*** Entries supplied ***

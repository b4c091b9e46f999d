//! A full session over real HTTP: engine, client and wire types together.

use pretty_assertions::assert_eq;
use serde_json::json;

use playground_core::page::PageQuery;
use playground_core::share;
use playground_engine::{ApiError, RecordStatus, Response};
use playground_types::{Action, Channel, Edition, Mode};

use crate::common::{
    mount_compile, mount_crates, mount_error, mount_execute, mount_format, mount_gist_load,
    mount_gist_save, mount_versions, received_bodies, session_for, start_playground_mock,
};

#[tokio::test]
async fn auto_primary_runs_tests_as_a_library() {
    let server = start_playground_mock().await;
    mount_execute(&server, "running 1 test\ntest works ... ok\n", "").await;
    let mut playground = session_for(&server);

    playground.edit_code("#[test]\nfn works() {}");
    let ticket = playground.perform_primary().unwrap();
    assert_eq!(ticket.action(), Action::Test);

    let record = playground.settle(&ticket).await;
    let Some(Response::Execute(response)) = record.response() else {
        panic!("test run should settle with an execute response");
    };
    assert!(response.stdout.contains("test works ... ok"));

    let bodies = received_bodies(&server, "/execute").await;
    assert_eq!(bodies.len(), 1);
    assert_eq!(bodies[0]["crateType"], json!("lib"));
    assert_eq!(bodies[0]["tests"], json!(true));
    assert_eq!(bodies[0]["channel"], json!("stable"));
    assert_eq!(bodies[0]["edition"], json!("2021"));
}

#[tokio::test]
async fn show_assembly_posts_to_compile() {
    let server = start_playground_mock().await;
    mount_compile(&server, "main:\n\tret", "").await;
    let mut playground = session_for(&server);

    playground.edit_code("fn main() {}");
    let ticket = playground.perform(Action::ShowAssembly).unwrap();
    let record = playground.settle(&ticket).await;
    assert!(matches!(
        record.response(),
        Some(Response::Compile(r)) if r.code == "main:\n\tret"
    ));

    let bodies = received_bodies(&server, "/compile").await;
    assert_eq!(bodies[0]["target"], json!("asm"));
    assert_eq!(bodies[0]["assemblyFlavor"], json!("att"));
    assert_eq!(bodies[0]["crateType"], json!("bin"));
}

#[tokio::test]
async fn format_round_trip_replaces_source() {
    let server = start_playground_mock().await;
    mount_format(&server, true, "fn main() {}\n", "").await;
    let mut playground = session_for(&server);

    playground.edit_code("fn main(){}");
    let ticket = playground.perform(Action::Format).unwrap();
    playground.settle(&ticket).await;

    assert_eq!(playground.state().code(), "fn main() {}\n");
    assert_eq!(playground.state().focus(), None);
}

#[tokio::test]
async fn backend_error_fails_only_its_record() {
    let server = start_playground_mock().await;
    mount_execute(&server, "hello\n", "").await;
    mount_error(&server, "POST", "/clippy", 500, "clippy crashed").await;
    let mut playground = session_for(&server);

    let run = playground.perform(Action::Execute).unwrap();
    playground.settle(&run).await;
    let lint = playground.perform(Action::Lint).unwrap();
    let record = playground.settle(&lint).await;

    assert_eq!(
        record.status(),
        &RecordStatus::Failed(ApiError::Application {
            status: 500,
            message: "clippy crashed".to_string(),
        })
    );
    assert!(matches!(
        playground.state().record(Action::Execute).response(),
        Some(Response::Execute(r)) if r.stdout == "hello\n"
    ));
}

#[tokio::test]
async fn saved_snippet_carries_latest_output_and_shares() {
    let server = start_playground_mock().await;
    mount_execute(&server, "Hello, world!\n", "").await;
    mount_gist_save(&server, "abc123", "ignored by the client").await;
    let mut playground = session_for(&server);

    playground.change_edition(Edition::Rust2018);
    let run = playground.perform(Action::Execute).unwrap();
    playground.settle(&run).await;
    let save = playground.save_snippet().unwrap();
    playground.settle(&save).await;

    let snippet = playground.state().snippet().cloned().unwrap();
    assert_eq!(snippet.id, "abc123");
    assert_eq!(snippet.code, playground.state().code());
    assert_eq!(snippet.stdout, "Hello, world!\n");
    assert_eq!(snippet.edition, Edition::Rust2018);

    let base = url::Url::parse("https://play.example.org/").unwrap();
    let permalink = share::permalink(&base, &snippet);
    assert_eq!(
        permalink.as_str(),
        "https://play.example.org/?version=stable&mode=debug&edition=2018&gist=abc123"
    );
    let body = share::forum_snippet(&snippet, &permalink);
    assert!(body.contains("Output:"));
    assert!(!body.contains("Errors:"));

    let bodies = received_bodies(&server, "/meta/gist").await;
    assert_eq!(bodies, vec![json!({ "code": playground.state().code() })]);
}

#[tokio::test]
async fn shared_link_loads_snippet_with_link_settings() {
    let server = start_playground_mock().await;
    mount_gist_load(&server, "abc123", "fn main() { println!(\"shared\"); }").await;
    let mut playground = session_for(&server);

    let query = PageQuery::from_query_str("?version=nightly&mode=release&gist=abc123");
    let ticket = playground.index_page_load(&query).unwrap();
    playground.settle(&ticket).await;

    let state = playground.state();
    assert_eq!(state.code(), "fn main() { println!(\"shared\"); }");
    assert_eq!(state.configuration().channel, Channel::Nightly);
    assert_eq!(state.configuration().mode, Mode::Release);
    // A link without an edition predates editions.
    assert_eq!(state.configuration().edition, Edition::OLDEST);
    assert_eq!(state.snippet().map(|s| s.id.as_str()), Some("abc123"));
}

#[tokio::test]
async fn metadata_queries() {
    let server = start_playground_mock().await;
    mount_versions(&server).await;
    mount_crates(&server, &[("rand", "0.8.5"), ("itertools", "0.10.5")]).await;
    let mut playground = session_for(&server);

    let versions = playground.refresh_versions().await.unwrap();
    assert_eq!(versions.nightly.version, "1.0.0-nightly");
    assert_eq!(versions.miri.details(), "2022-04-04 7737e0b5c4103216d6fd");
    assert!(playground.state().versions().is_some());

    let names: Vec<String> = playground
        .crates()
        .await
        .unwrap()
        .into_iter()
        .map(|c| c.name)
        .collect();
    assert_eq!(names, vec!["itertools".to_string(), "rand".to_string()]);
}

***

#### What you will do:
Each line of the data is to be written out again exactly.

#### Answer to this task:
repository b4c091b9e46f999d
//! A full session over real HTTP: engine, client and wire types together.

use pretty_assertions::assert_eq;
use serde_json::json;

use playground_core::page::PageQuery;
use playground_core::share;
use playground_engine::{ApiError, RecordStatus, Response};
use playground_types::{Action, Channel, Edition, Mode};

use crate::common::{
    mount_compile, mount_crates, mount_error, mount_execute, mount_format, mount_gist_load,
    mount_gist_save, mount_versions, received_bodies, session_for, start_playground_mock,
};

#[tokio::test]
async fn auto_primary_runs_tests_as_a_library() {
    let server = start_playground_mock().await;
    mount_execute(&server, "running 1 test\ntest works ... ok\n", "").await;
    let mut playground = session_for(&server);

    playground.edit_code("#[test]\nfn works() {}");
    let ticket = playground.perform_primary().unwrap();
    assert_eq!(ticket.action(), Action::Test);

    let record = playground.settle(&ticket).await;
    let Some(Response::Execute(response)) = record.response() else {
        panic!("test run should settle with an execute response");
    };
    assert!(response.stdout.contains("test works ... ok"));

    let bodies = received_bodies(&server, "/execute").await;
    assert_eq!(bodies.len(), 1);
    assert_eq!(bodies[0]["crateType"], json!("lib"));
    assert_eq!(bodies[0]["tests"], json!(true));
    assert_eq!(bodies[0]["channel"], json!("stable"));
    assert_eq!(bodies[0]["edition"], json!("2021"));
}

#[tokio::test]
async fn show_assembly_posts_to_compile() {
    let server = start_playground_mock().await;
    mount_compile(&server, "main:\n\tret", "").await;
    let mut playground = session_for(&server);

    playground.edit_code("fn main() {}");
    let ticket = playground.perform(Action::ShowAssembly).unwrap();
    let record = playground.settle(&ticket).await;
    assert!(matches!(
        record.response(),
        Some(Response::Compile(r)) if r.code == "main:\n\tret"
    ));

    let bodies = received_bodies(&server, "/compile").await;
    assert_eq!(bodies[0]["target"], json!("asm"));
    assert_eq!(bodies[0]["assemblyFlavor"], json!("att"));
    assert_eq!(bodies[0]["crateType"], json!("bin"));
}

#[tokio::test]
async fn format_round_trip_replaces_source() {
    let server = start_playground_mock().await;
    mount_format(&server, true, "fn main() {}\n", "").await;
    let mut playground = session_for(&server);

    playground.edit_code("fn main(){}");
    let ticket = playground.perform(Action::Format).unwrap();
    playground.settle(&ticket).await;

    assert_eq!(playground.state().code(), "fn main() {}\n");
    assert_eq!(playground.state().focus(), None);
}

#[tokio::test]
async fn backend_error_fails_only_its_record() {
    let server = start_playground_mock().await;
    mount_execute(&server, "hello\n", "").await;
    mount_error(&server, "POST", "/clippy", 500, "clippy crashed").await;
    let mut playground = session_for(&server);

    let run = playground.perform(Action::Execute).unwrap();
    playground.settle(&run).await;
    let lint = playground.perform(Action::Lint).unwrap();
    let record = playground.settle(&lint).await;

    assert_eq!(
        record.status(),
        &RecordStatus::Failed(ApiError::Application {
            status: 500,
            message: "clippy crashed".to_string(),
        })
    );
    assert!(matches!(
        playground.state().record(Action::Execute).response(),
        Some(Response::Execute(r)) if r.stdout == "hello\n"
    ));
}

#[tokio::test]
async fn saved_snippet_carries_latest_output_and_shares() {
    let server = start_playground_mock().await;
    mount_execute(&server, "Hello, world!\n", "").await;
    mount_gist_save(&server, "abc123", "ignored by the client").await;
    let mut playground = session_for(&server);

    playground.change_edition(Edition::Rust2018);
    let run = playground.perform(Action::Execute).unwrap();
    playground.settle(&run).await;
    let save = playground.save_snippet().unwrap();
    playground.settle(&save).await;

    let snippet = playground.state().snippet().cloned().unwrap();
    assert_eq!(snippet.id, "abc123");
    assert_eq!(snippet.code, playground.state().code());
    assert_eq!(snippet.stdout, "Hello, world!\n");
    assert_eq!(snippet.edition, Edition::Rust2018);

    let base = url::Url::parse("https://play.example.org/").unwrap();
    let permalink = share::permalink(&base, &snippet);
    assert_eq!(
        permalink.as_str(),
        "https://play.example.org/?version=stable&mode=debug&edition=2018&gist=abc123"
    );
    let body = share::forum_snippet(&snippet, &permalink);
    assert!(body.contains("Output:"));
    assert!(!body.contains("Errors:"));

    let bodies = received_bodies(&server, "/meta/gist").await;
    assert_eq!(bodies, vec![json!({ "code": playground.state().code() })]);
}

#[tokio::test]
async fn shared_link_loads_snippet_with_link_settings() {
    let server = start_playground_mock().await;
    mount_gist_load(&server, "abc123", "fn main() { println!(\"shared\"); }").await;
    let mut playground = session_for(&server);

    let query = PageQuery::from_query_str("?version=nightly&mode=release&gist=abc123");
    let ticket = playground.index_page_load(&query).unwrap();
    playground.settle(&ticket).await;

    let state = playground.state();
    assert_eq!(state.code(), "fn main() { println!(\"shared\"); }");
    assert_eq!(state.configuration().channel, Channel::Nightly);
    assert_eq!(state.configuration().mode, Mode::Release);
    // A link without an edition predates editions.
    assert_eq!(state.configuration().edition, Edition::OLDEST);
    assert_eq!(state.snippet().map(|s| s.id.as_str()), Some("abc123"));
}

#[tokio::test]
async fn metadata_queries() {
    let server = start_playground_mock().await;
    mount_versions(&server).await;
    mount_crates(&server, &[("rand", "0.8.5"), ("itertools", "0.10.5")]).await;
    let mut playground = session_for(&server);

    let versions = playground.refresh_versions().await.unwrap();
    assert_eq!(versions.nightly.version, "1.0.0-nightly");
    assert_eq!(versions.miri.details(), "2022-04-04 7737e0b5c4103216d6fd");
    assert!(playground.state().versions().is_some());

    let names: Vec<String> = playground
        .crates()
        .await
        .unwrap()
        .into_iter()
        .map(|c| c.name)
        .collect();
    assert_eq!(names, vec!["itertools".to_string(), "rand".to_string()]);
}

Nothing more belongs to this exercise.